J’ouvre mon rideau. Re-réglage du trépied à l’intérieur de la maison. Je trouve un meilleur angle.
Dans l’axe de ma caméra, une petite fenêtre sans volets. Je ne risque pas de la louper lorsqu’elle s’éclairera. Le rectangle de ciel entre deux façades est déjà plus pâle, dommage. Mais ça risque d’être pas mal quand même.
J’allume.
Et j’attends.
J’attends…
Le lampadaire s’éteint.
Aucun store ne se lève. Il fait grand jour et grand soleil.
Je réalise que l’on est samedi et que personne en face ne va se lever tôt.

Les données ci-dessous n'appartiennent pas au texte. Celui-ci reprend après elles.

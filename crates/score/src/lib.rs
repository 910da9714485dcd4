//! Scoring for analyzed products.
//!
//! Aggregates marker flags, NOVA group, sneaky-ingredient count and sodium
//! tier into a categorical verdict with an ordered breakdown, and composes
//! the full analysis pipeline.

use cleanlabel_explain::suggest_alternatives;
use cleanlabel_features::{analyze_ingredients, analyze_sodium, detect_sneaky_ingredients};
use cleanlabel_intel::{enrich_flags, knowledge_base, IngredientLookup};
use cleanlabel_model::{
    AnalysisResult, Impact, IngredientFlag, Product, Score, ScoreBreakdownItem, SodiumAnalysis,
    SodiumLevel,
};
use serde::{Deserialize, Serialize};

/// Total penalty at or above which a product is rated poor.
pub const POOR_PENALTY: u32 = 3;

/// Score plus the audit trail that produced it.
#[derive(Debug, Clone, PartialEq, Eq, Serialize, Deserialize)]
pub struct ScoreReport {
    pub score: Score,
    pub penalty: u32,
    pub breakdown: Vec<ScoreBreakdownItem>,
}

/// Map a total penalty onto a score.
pub fn score_for_penalty(penalty: u32) -> Score {
    match penalty {
        0 => Score::Good,
        p if p >= POOR_PENALTY => Score::Poor,
        _ => Score::Okay,
    }
}

/// Compute the score for a product's findings.
///
/// Every rule is independent and additive, and each one that applies adds
/// exactly one breakdown entry. Entries are ordered flags, NOVA, sneaky,
/// sodium, sweetener, trans fat regardless of input order.
pub fn compute_score(
    flags: &[IngredientFlag],
    nova_group: Option<u8>,
    sneaky_count: usize,
    sodium: Option<&SodiumAnalysis>,
) -> ScoreReport {
    let mut penalty = 0;
    let mut breakdown = Vec::new();
    let mut add = |points: u32, label: String, impact: Impact| {
        penalty += points;
        breakdown.push(ScoreBreakdownItem::new(label, impact));
    };

    match flags.len() {
        0 => add(0, "No flagged additives".to_string(), Impact::Positive),
        n @ 1..=2 => add(1, count_label(n, "flagged additive"), Impact::Negative),
        n => add(2, count_label(n, "flagged additive"), Impact::Negative),
    }

    match nova_group {
        Some(4) => add(2, "Ultra-processed food (NOVA 4)".to_string(), Impact::Negative),
        Some(3) => add(1, "Processed food (NOVA 3)".to_string(), Impact::Negative),
        Some(2) => add(0, "Processed culinary ingredient (NOVA 2)".to_string(), Impact::Neutral),
        Some(1) => add(0, "Unprocessed or minimally processed (NOVA 1)".to_string(), Impact::Positive),
        _ => {}
    }

    if sneaky_count > 0 {
        add(1, count_label(sneaky_count, "sneaky ingredient"), Impact::Negative);
    }

    if let Some(sodium) = sodium {
        match sodium.level {
            SodiumLevel::High => add(
                1,
                format!("High sodium ({} mg per 100g)", sodium.milligrams),
                Impact::Negative,
            ),
            SodiumLevel::Moderate => add(0, "Moderate sodium".to_string(), Impact::Neutral),
            SodiumLevel::Low => add(0, "Low sodium".to_string(), Impact::Positive),
        }
    }

    // Charged on top of the flag-count penalty for the same flags
    if any_reason(flags, &["artificial sweetener"]) {
        add(1, "Contains artificial sweeteners".to_string(), Impact::Negative);
    }

    if any_reason(flags, &["trans fat", "hydrogenated"]) {
        add(1, "Contains trans fats / hydrogenated oils".to_string(), Impact::Negative);
    }

    ScoreReport {
        score: score_for_penalty(penalty),
        penalty,
        breakdown,
    }
}

fn count_label(count: usize, noun: &str) -> String {
    if count == 1 {
        format!("1 {noun}")
    } else {
        format!("{count} {noun}s")
    }
}

fn any_reason(flags: &[IngredientFlag], needles: &[&str]) -> bool {
    flags.iter().any(|flag| {
        let reason = flag.reason.to_lowercase();
        needles.iter().any(|needle| reason.contains(needle))
    })
}

/// Run the full pipeline against the built-in knowledge base.
pub fn analyze_product(product: &Product) -> AnalysisResult {
    analyze_product_with(product, knowledge_base())
}

/// Run the full pipeline, resolving flags through `lookup`.
pub fn analyze_product_with<L>(product: &Product, lookup: &L) -> AnalysisResult
where
    L: IngredientLookup + ?Sized,
{
    let mut flags = analyze_ingredients(&product.ingredients_list);
    enrich_flags(&mut flags, lookup);
    let sneaky = detect_sneaky_ingredients(&product.ingredients_list);
    let sodium = analyze_sodium(product.nutrition.sodium);
    let alternatives = suggest_alternatives(&flags);

    let report = compute_score(&flags, product.nova_group, sneaky.len(), sodium.as_ref());

    tracing::debug!(
        code = %product.code,
        flags = flags.len(),
        unknown = flags.iter().filter(|f| !f.is_known()).count(),
        sneaky = sneaky.len(),
        nova = ?product.nova_group,
        penalty = report.penalty,
        score = ?report.score,
        "Analyzed product"
    );

    AnalysisResult {
        product: product.clone(),
        flags,
        sneaky,
        sodium,
        score: report.score,
        breakdown: report.breakdown,
        alternatives,
    }
}

#[cfg(test)]
mod tests {
    use super::*;
    use cleanlabel_model::ConcernLevel;
    use pretty_assertions::assert_eq;

    fn flag(reason: &str) -> IngredientFlag {
        IngredientFlag::new("something", reason)
    }

    fn sodium(level: SodiumLevel) -> SodiumAnalysis {
        let milligrams = match level {
            SodiumLevel::Low => 100,
            SodiumLevel::Moderate => 400,
            SodiumLevel::High => 800,
        };
        analyze_sodium(Some(milligrams)).unwrap()
    }

    #[test]
    fn test_clean_product_is_good() {
        let report = compute_score(&[], None, 0, None);
        assert_eq!(report.score, Score::Good);
        assert_eq!(report.penalty, 0);
        assert_eq!(
            report.breakdown,
            vec![ScoreBreakdownItem::new("No flagged additives", Impact::Positive)]
        );
    }

    #[test]
    fn test_single_flag_is_okay() {
        let report = compute_score(&[flag("Industrial thickener")], None, 0, None);
        assert_eq!(report.penalty, 1);
        assert_eq!(report.score, Score::Okay);
        assert_eq!(
            report.breakdown,
            vec![ScoreBreakdownItem::new("1 flagged additive", Impact::Negative)]
        );
    }

    #[test]
    fn test_many_flags_nova4_high_sodium_is_poor() {
        let flags = vec![
            flag("Industrial thickener"),
            flag("Chemical preservative"),
            flag("Artificial color"),
        ];
        let report = compute_score(&flags, Some(4), 0, Some(&sodium(SodiumLevel::High)));
        assert_eq!(report.penalty, 5);
        assert_eq!(report.score, Score::Poor);
    }

    #[test]
    fn test_nova_entries() {
        let impact = |nova| {
            compute_score(&[], Some(nova), 0, None)
                .breakdown
                .get(1)
                .map(|item| item.impact)
        };
        assert_eq!(impact(1), Some(Impact::Positive));
        assert_eq!(impact(2), Some(Impact::Neutral));
        assert_eq!(impact(3), Some(Impact::Negative));
        assert_eq!(impact(4), Some(Impact::Negative));
        assert_eq!(impact(7), None);
        assert_eq!(compute_score(&[], Some(3), 0, None).score, Score::Okay);
        assert_eq!(compute_score(&[], Some(4), 0, None).score, Score::Okay);
    }

    #[test]
    fn test_sodium_entries() {
        let report = compute_score(&[], None, 0, Some(&sodium(SodiumLevel::Moderate)));
        assert_eq!(report.penalty, 0);
        assert_eq!(report.breakdown[1], ScoreBreakdownItem::new("Moderate sodium", Impact::Neutral));

        let report = compute_score(&[], None, 0, Some(&sodium(SodiumLevel::Low)));
        assert_eq!(report.breakdown[1], ScoreBreakdownItem::new("Low sodium", Impact::Positive));

        let report = compute_score(&[], None, 0, Some(&sodium(SodiumLevel::High)));
        assert_eq!(report.penalty, 1);
        assert_eq!(report.breakdown[1].label, "High sodium (800 mg per 100g)");
    }

    #[test]
    fn test_sweetener_and_trans_fat_compound() {
        let flags = vec![
            flag("Artificial sweetener"),
            flag("Contains trans fats / hydrogenated oils"),
        ];
        let report = compute_score(&flags, None, 2, None);
        // 1 (flags) + 1 (sneaky) + 1 (sweetener) + 1 (trans fat)
        assert_eq!(report.penalty, 4);
        assert_eq!(report.score, Score::Poor);
        let labels: Vec<_> = report.breakdown.iter().map(|b| b.label.as_str()).collect();
        assert_eq!(
            labels,
            vec![
                "2 flagged additives",
                "2 sneaky ingredients",
                "Contains artificial sweeteners",
                "Contains trans fats / hydrogenated oils",
            ]
        );
    }

    #[test]
    fn test_breakdown_order_independent_of_input_order() {
        let a = vec![flag("Artificial sweetener"), flag("Contains trans fats / hydrogenated oils")];
        let b: Vec<_> = a.iter().rev().cloned().collect();
        let high = sodium(SodiumLevel::High);
        assert_eq!(
            compute_score(&a, Some(3), 1, Some(&high)),
            compute_score(&b, Some(3), 1, Some(&high))
        );
    }

    #[test]
    fn test_end_to_end_hfcs() {
        let product = Product::new("0001", ["water", "high fructose corn syrup", "citric acid"])
            .with_nova_group(4)
            .with_sodium(800);
        let result = analyze_product(&product);

        assert_eq!(result.flags.len(), 1);
        assert_eq!(result.flags[0].ingredient, "high fructose corn syrup");
        assert_eq!(result.flags[0].reason, "Ultra-processed sweetener");
        let intel = result.flags[0].intel.as_ref().unwrap();
        assert_eq!(intel.name, "High Fructose Corn Syrup");
        assert_eq!(intel.concern_level, ConcernLevel::High);

        assert_eq!(
            result.sodium,
            Some(SodiumAnalysis {
                milligrams: 800,
                percent_dv: 35,
                level: SodiumLevel::High,
            })
        );
        assert!(result.sneaky.is_empty());
        assert_eq!(result.score, Score::Poor);
        assert_eq!(
            result.breakdown,
            vec![
                ScoreBreakdownItem::new("1 flagged additive", Impact::Negative),
                ScoreBreakdownItem::new("Ultra-processed food (NOVA 4)", Impact::Negative),
                ScoreBreakdownItem::new("High sodium (800 mg per 100g)", Impact::Negative),
            ]
        );
        let honey = result.alternatives.iter().filter(|a| a.name == "Raw honey").count();
        assert_eq!(honey, 1);
    }

    #[test]
    fn test_unknown_ingredients_stay_flagged() {
        let product = Product::new("0002", ["sugar", "red 40"]);
        let result = analyze_product(&product);
        assert_eq!(result.flags.len(), 1);
        assert!(!result.flags[0].is_known());
        assert_eq!(result.sodium, None);
    }

    #[test]
    fn test_pipeline_is_idempotent() {
        let product = Product::new(
            "0003",
            [
                "enriched flour",
                "partially hydrogenated soybean oil",
                "natural flavors",
                "sucralose",
                "soy lecithin",
                "yellow 5",
            ],
        )
        .with_nova_group(4)
        .with_sodium(450);
        assert_eq!(analyze_product(&product), analyze_product(&product));
    }

    #[test]
    fn test_custom_lookup() {
        struct NoIntel;
        impl IngredientLookup for NoIntel {
            fn lookup(&self, _name: &str) -> Option<&cleanlabel_model::IngredientRecord> {
                None
            }
        }

        let product = Product::new("0004", ["aspartame"]);
        let result = analyze_product_with(&product, &NoIntel);
        assert!(result.flags.iter().all(|f| !f.is_known()));
        // 1 (flags) + 1 (sweetener)
        assert_eq!(result.score, Score::Okay);
    }
}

Ce que je prenais pour une petite fenêtre était un tapis pendu à la rambarde d’un balcon.
La seule fenêtre qui s’est allumée n’était pas dans le champ.
 
9 février 2013

Otros mundos

Ils étaient neuf copains. Esperanza, Gabi, Araceli, Polo, Laetitia, Sylvain, Javi, Luis et Mercedes.
Ils avaient loué une maison en bord de mer pour le réveillon du 31 janvier 2007.

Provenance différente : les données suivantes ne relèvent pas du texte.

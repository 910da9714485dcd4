use std::collections::HashSet;
use std::sync::LazyLock;

use cleanlabel_model::{Citation, SneakyMatch};

use crate::{join_ingredients, GuardedPattern};

struct SneakySpec {
    term: &'static str,
    pattern: &'static str,
    not_followed_by: Option<&'static str>,
    explanation: &'static str,
    what_to_look_for: &'static str,
    citations: &'static [(&'static str, &'static str)],
}

const FDA_TERMS: (&str, &str) = (
    "FDA",
    "https://www.fda.gov/food/food-ingredients-packaging/food-ingredient-and-packaging-terms",
);
const USDA_FDC: (&str, &str) = ("USDA", "https://fdc.nal.usda.gov/");

const SNEAKY: &[SneakySpec] = &[
    SneakySpec {
        term: "Evaporated Cane Juice",
        pattern: r"(?i)evaporated cane juice|cane juice crystals|crystallized cane juice",
        not_followed_by: None,
        explanation: "Despite the wholesome-sounding name, this is essentially unrefined sugar. \
                      The FDA has warned that \"evaporated cane juice\" is misleading because the \
                      product is a sweetener, not a juice.",
        what_to_look_for: "Products sweetened with whole fruit, raw honey, or pure maple syrup.",
        citations: &[(
            "FDA",
            "https://www.fda.gov/food/food-labeling-nutrition/guidance-industry-ingredients-declared-evaporated-cane-juice",
        )],
    },
    SneakySpec {
        term: "Natural Flavors",
        pattern: r"(?i)natural flavou?rs?|natural flavou?ring",
        not_followed_by: None,
        explanation: "A catch-all term that can include hundreds of chemical compounds derived \
                      from natural sources. While not inherently harmful, it provides zero \
                      transparency about what you're actually consuming.",
        what_to_look_for: "Products that list specific flavoring ingredients (e.g., \"vanilla \
                           extract\" instead of \"natural flavors\").",
        citations: &[
            FDA_TERMS,
            (
                "EWG",
                "https://www.ewg.org/foodscores/content/natural-vs-artificial-flavors/",
            ),
        ],
    },
    SneakySpec {
        term: "Yeast Extract",
        pattern: r"(?i)yeast extract|autolyzed yeast",
        not_followed_by: None,
        explanation: "Contains naturally occurring glutamates (similar to MSG) that enhance umami \
                      flavor. It's technically natural but functions as a flavor enhancer and \
                      adds hidden sodium.",
        what_to_look_for: "Products flavored with real herbs, spices, mushroom powder, or \
                           nutritional yeast.",
        citations: &[("PubMed", "https://pubmed.ncbi.nlm.nih.gov/19389112/")],
    },
    SneakySpec {
        term: "Maltodextrin",
        pattern: r"(?i)maltodextrin",
        not_followed_by: None,
        explanation: "A highly processed starch-derived powder with a glycemic index higher than \
                      table sugar (85-105 vs. 65). Often used as a cheap filler and thickener.",
        what_to_look_for: "Products thickened with whole food starches like tapioca or arrowroot.",
        citations: &[("PubMed", "https://pubmed.ncbi.nlm.nih.gov/25197735/")],
    },
    SneakySpec {
        term: "Vegetable Oil (Unspecified)",
        pattern: r"(?i)vegetable oil",
        // "vegetable oil (sunflower)" names its source
        not_followed_by: Some(r"^\s*\("),
        explanation: "When \"vegetable oil\" is listed without specifying the source, it's often \
                      a blend of the cheapest oils available (usually soybean, canola, or palm). \
                      These are typically refined using high heat and chemical solvents.",
        what_to_look_for: "Products that name specific oils (extra virgin olive oil, avocado oil, \
                           coconut oil).",
        citations: &[(
            "AHA",
            "https://www.heart.org/en/healthy-living/healthy-eating/eat-smart/fats/healthy-cooking-oils",
        )],
    },
    SneakySpec {
        term: "Fruit Juice Concentrate",
        pattern: r"(?i)fruit juice concentrate|juice concentrate|concentrated juice|apple juice concentrate|grape juice concentrate|pear juice concentrate",
        not_followed_by: None,
        explanation: "Sounds healthy but is essentially sugar water. The concentration process \
                      strips away fiber and most nutrients, leaving mainly fructose. Often used \
                      to sweeten products while claiming \"no added sugar.\"",
        what_to_look_for: "Products sweetened with whole fruit or small amounts of raw honey or \
                           dates.",
        citations: &[
            (
                "AHA",
                "https://www.heart.org/en/healthy-living/healthy-eating/eat-smart/sugar/added-sugars",
            ),
            USDA_FDC,
        ],
    },
    SneakySpec {
        term: "Dextrose",
        pattern: r"(?i)\bdextrose\b",
        not_followed_by: None,
        explanation: "Pure glucose derived from corn starch. Has a glycemic index of ~100 (same \
                      as pure glucose). Manufacturers use this name because it sounds more \
                      technical and less alarming than \"corn sugar.\"",
        what_to_look_for: "Products that use whole food sweeteners like dates, maple syrup, or \
                           raw honey.",
        citations: &[USDA_FDC],
    },
    SneakySpec {
        term: "Rice Syrup",
        pattern: r"(?i)rice syrup|brown rice syrup|rice malt syrup",
        not_followed_by: None,
        explanation: "Marketed as a \"natural\" sweetener, but it's highly refined with a very \
                      high glycemic index. It's essentially glucose with minimal nutritional \
                      value.",
        what_to_look_for: "Raw honey, pure maple syrup, or whole-fruit sweeteners.",
        citations: &[USDA_FDC],
    },
    SneakySpec {
        term: "Glucose Syrup",
        pattern: r"(?i)glucose syrup|glucose-fructose syrup|glucose solids",
        not_followed_by: None,
        explanation: "Another name for a highly processed sugar derived from starch (usually \
                      corn or wheat). It's functionally similar to corn syrup but the name \
                      obscures its ultra-processed nature.",
        what_to_look_for: "Products sweetened with whole fruit, raw honey, or maple syrup.",
        citations: &[FDA_TERMS],
    },
    SneakySpec {
        term: "\"Uncured\" with Celery Powder",
        pattern: r"(?i)celery powder|celery juice|celery extract",
        not_followed_by: None,
        explanation: "Products labeled \"uncured\" or \"no nitrates added\" often use celery \
                      powder, which is naturally high in nitrates. Your body converts these to \
                      nitrites identically to synthetic sodium nitrite. The \"uncured\" label \
                      can be misleading.",
        what_to_look_for: "Truly fresh, unprocessed meats without any curing agents, or \
                           understand that celery-powder curing is not meaningfully different \
                           from traditional curing.",
        citations: &[
            ("PubMed", "https://pubmed.ncbi.nlm.nih.gov/28487287/"),
            (
                "USDA",
                "https://www.ams.usda.gov/rules-regulations/organic/labeling",
            ),
        ],
    },
    SneakySpec {
        term: "Inulin / Chicory Root Fiber",
        pattern: r"(?i)\binulin\b|chicory root fiber|chicory root extract",
        not_followed_by: None,
        explanation: "Often added to boost \"fiber\" content on nutrition labels. While chicory \
                      root fiber is a real prebiotic, it's isolated and concentrated from its \
                      whole food source. Large amounts can cause significant digestive \
                      discomfort (bloating, gas).",
        what_to_look_for: "Fiber from whole food sources like oats, flaxseed, chia seeds, or \
                           vegetables.",
        citations: &[("NIH", "https://pubmed.ncbi.nlm.nih.gov/28159043/")],
    },
    SneakySpec {
        term: "Soy Lecithin",
        pattern: r"(?i)soy lecithin|soya lecithin",
        not_followed_by: None,
        explanation: "An emulsifier extracted from soybean oil processing. While generally \
                      considered safe, it's a byproduct of industrial oil refining and is \
                      ubiquitous in ultra-processed foods. Most is derived from genetically \
                      modified soy.",
        what_to_look_for: "Products using sunflower lecithin or whole food emulsifiers like egg \
                           yolk.",
        citations: &[(
            "FDA",
            "https://www.fda.gov/food/food-additives-petitions/food-additive-status-list",
        )],
    },
];

/// A compiled sneaky-ingredient rule.
#[derive(Debug)]
pub struct SneakyRule {
    term: &'static str,
    pattern: GuardedPattern,
    explanation: &'static str,
    what_to_look_for: &'static str,
    citations: Vec<Citation>,
}

impl SneakyRule {
    pub fn term(&self) -> &'static str {
        self.term
    }

    pub fn pattern(&self) -> &str {
        self.pattern.as_str()
    }

    pub fn explanation(&self) -> &'static str {
        self.explanation
    }

    pub fn what_to_look_for(&self) -> &'static str {
        self.what_to_look_for
    }

    pub fn citations(&self) -> &[Citation] {
        &self.citations
    }

    fn to_match(&self, matched_text: &str) -> SneakyMatch {
        SneakyMatch {
            term: self.term.to_string(),
            matched_text: matched_text.to_string(),
            explanation: self.explanation.to_string(),
            what_to_look_for: self.what_to_look_for.to_string(),
            citations: self.citations.clone(),
        }
    }
}

static SNEAKY_RULES: LazyLock<Vec<SneakyRule>> = LazyLock::new(|| {
    SNEAKY
        .iter()
        .map(|def| SneakyRule {
            term: def.term,
            pattern: GuardedPattern::compile(def.pattern, None, def.not_followed_by),
            explanation: def.explanation,
            what_to_look_for: def.what_to_look_for,
            citations: def
                .citations
                .iter()
                .map(|(label, url)| Citation::new(*label, *url))
                .collect(),
        })
        .collect()
});

/// The ordered sneaky-ingredient table.
pub fn sneaky_rules() -> &'static [SneakyRule] {
    &SNEAKY_RULES
}

/// Detect euphemistically-named ingredients.
///
/// Each term is reported at most once, with the first literal match.
pub fn detect_sneaky_ingredients<S: AsRef<str>>(ingredients: &[S]) -> Vec<SneakyMatch> {
    let full_text = join_ingredients(ingredients);
    let mut seen = HashSet::new();
    let mut matches = Vec::new();

    for rule in sneaky_rules() {
        if let Some(matched) = rule.pattern.find(&full_text) {
            if seen.insert(rule.term) {
                matches.push(rule.to_match(matched));
            }
        }
    }

    matches
}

Playa de Zahora à Los Caños de Meca, entre Cadix et Tarifa. Non loin du phare de Trafalgar.
Plusieurs maisons tout autour, la plupart désertées en cette période hivernale.
Ils avaient prévu une soirée costumée sur le thème D’autres mondes (Otros mundos)  et c’est déguisés en martiens ou robots qu’ils avaient mangé, bu, dansé, chanté, joué de la guitare toute la nuit.
Sauf Laetitia et Sylvain, les deux français de la bande, qui n’avaient rien compris et s’étaient déguisés en souris (ben quoi, le monde animal c’est pas un autre monde ?)
Une ambiance joyeuse. D’autant plus chaleureuse que dehors la nuit était hostile.  Des rafales de vent couchaient la pluie, la tempête fracassait l’océan sur la côte.
Les neuf amis ont peu dormi et se sont levés vers midi.
Dans l’état second qui suit une nuit de fête. Baillant, comateux, mal aux cheveux.
Ils ont pris leur petit-déjeuner, se sont succédés à la douche.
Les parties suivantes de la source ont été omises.